Just three and a half years ago, the east African country of Kenya brimmed with hope that the new government of President Mwai Kibaki would honor its campaign pledge to stamp out widespread corruption. But a new batch of high-level corruption scandals have only deepened Kenya's reputation as one of the most graft-infested places in the world.
Earlier this month, the Office of the President received a damning report from the government's own anti-graft agency, the Kenya Anti-Corruption Commission. The report said that the majority of Kenyans believe that the ministers and other senior officials at the president's office are the most corrupt officials in the country.
The findings are an embarrassment to a government that swept into power in 2002 on an anti-corruption platform and is facing re-election next year.
Two high-level graft cases under investigation right now are worth more than $1 billion - about a fifth of the state budget in one of the world's poorest countries. The scandals have forced the resignations of three government ministers this year.
Kenya's Assistant Minister of Information and Communications, Koige wa Wamwere, says the government deserves severe criticism for breaking its promise to clean up graft.
"The cases that have been investigated so far, I would call them 'the tip of the iceberg,'" said Wamwere. "And I fear that our time could run out before we do anything to correct the injustices of this corruption, which will make people very, very, very disappointed."
That disappointment already runs deep among the poor and low income wage earners, who are the hardest hit by the culture of graft in Kenya.
Twenty-nine year-old Anthony Gitua lives and works in the Kenyan capital, selling automobile insurance policies to private motorists.
The monthly commission he earns is barely enough to pay for rent and other needs. So, like many Kenyans, he is, at times, forced to borrow money from friends and family, just to pay the numerous bribes asked of him on a daily basis.
"I feel very angry when someone asks something of me. I have to go look for that money to bribe him so that he can do that something for me," he said. "Let me ask you. Why should it take so long to get maybe a passport, a driver's license? It is because there are people all over who want to benefit."
Nearly all Kenyans agree that corruption plays a major role in almost every part of civil society. In last year's Corruption Perceptions Index survey, Kenya ranked 144th out of 159 countries for graft.

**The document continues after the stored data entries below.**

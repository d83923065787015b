use clap::Parser;
use color_eyre::eyre::Result;
use tracing_subscriber::EnvFilter;

mod commands;
mod render;

use commands::Command;

#[derive(Parser, Debug)]
#[clap(author, version, about, long_about = None)]
struct Args {
    #[clap(subcommand)]
    command: Command,
}

fn main() -> Result<()> {
    color_eyre::install()?;

    if std::env::var("RUST_LOG").is_err() {
        std::env::set_var("RUST_LOG", "info");
    }
    tracing_subscriber::fmt()
        .with_env_filter(EnvFilter::from_default_env())
        .with_writer(std::io::stderr)
        .init();

    let args = Args::parse();
    args.command.run()
}

#[cfg(test)]
mod tests {
    use clap::CommandFactory;

    use super::*;

    #[test]
    fn test_args_are_consistent() {
        Args::command().debug_assert();
    }

    #[test]
    fn test_agent_names_parse() {
        let args = Args::try_parse_from([
            "maze-cli",
            "run",
            "fixtures/arena.json",
            "--agent",
            "expectimax",
            "--enemy-kind",
            "random",
        ])
        .unwrap();

        assert!(matches!(args.command, Command::Run(_)));
        assert!(
            Args::try_parse_from(["maze-cli", "solve", "x.json", "--agent", "dijkstra"]).is_err()
        );
    }
}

But the anti-corruption watchdog Transparency International singles out Kenya's police force as the worst of the worst.
Typically, a corrupt police officer will stop a person or a vehicle for a minor offense. Rather than issuing a ticket, the officer will offer to forget the matter in exchange for a bribe. Most of the bribes are fairly small. But Kenyans say bribe demands of $50 or more are not uncommon.
Simon Kimutai is the chairman of the Matatu Owners Association, a Nairobi-based group that owns and operates mini-buses known as matatus.
Kimutai says corrupt officers sometimes use intimidation tactics to solicit bribes. But he says the officers also know that, many times, people will hand over money willingly to avoid having to deal with Kenya's cumbersome, inefficient, and corrupt legal system.
"Our justice system is so sluggish," he said. "One spends so much time in courts looking for justice. People look for easier options.
And that vicious, self-perpetuating cycle is what officials at the Kenya Anti-Corruption Commission hope to break.
Smokin Wanjara is the commission's Assistant Director of Policy and Prevention Services. He says getting rid of corrupt police officers and politicians is not enough to fight corruption because it does not get to the root of the problem.
"For a long time, corruption had become almost acceptable as a way of life," said Wanjara. "The commission alone will not be able to deal with corruption unless the general public makes it very difficult for those who engage in corrupt activities."
Under Wanjara's leadership, the commission recently launched an aggressive media campaign to try to stimulate public debate and lessen people's tolerance for corrupt people and practices.
"We have had to try and influence the public psyche to show that they in fact have the right and the responsibility to resist corrupt tendencies," he said.
Assistant Minister Koige wa Wamwere goes further, saying he believes Kenyans must also change their belief that money alone can solve the problems of poverty.
"We worship wealth. It does not matter how it has been earned. And to the extent that we worship wealth and it is the corrupt that are the most wealthy, we end up bowing to them," he said. "We end up cheering them. We end up putting them in power because that is what we want to be ourselves. And I think that is what is most tragic about our situation."
It is estimated that corruption costs Kenya hundreds of millions of dollars every year in lost revenue and lost investment opportunities.
Anti-corruption advocates warn the country is also in danger of losing the respect and confidence of the international community, if Kenyan leaders fail to bring the graft problem under control.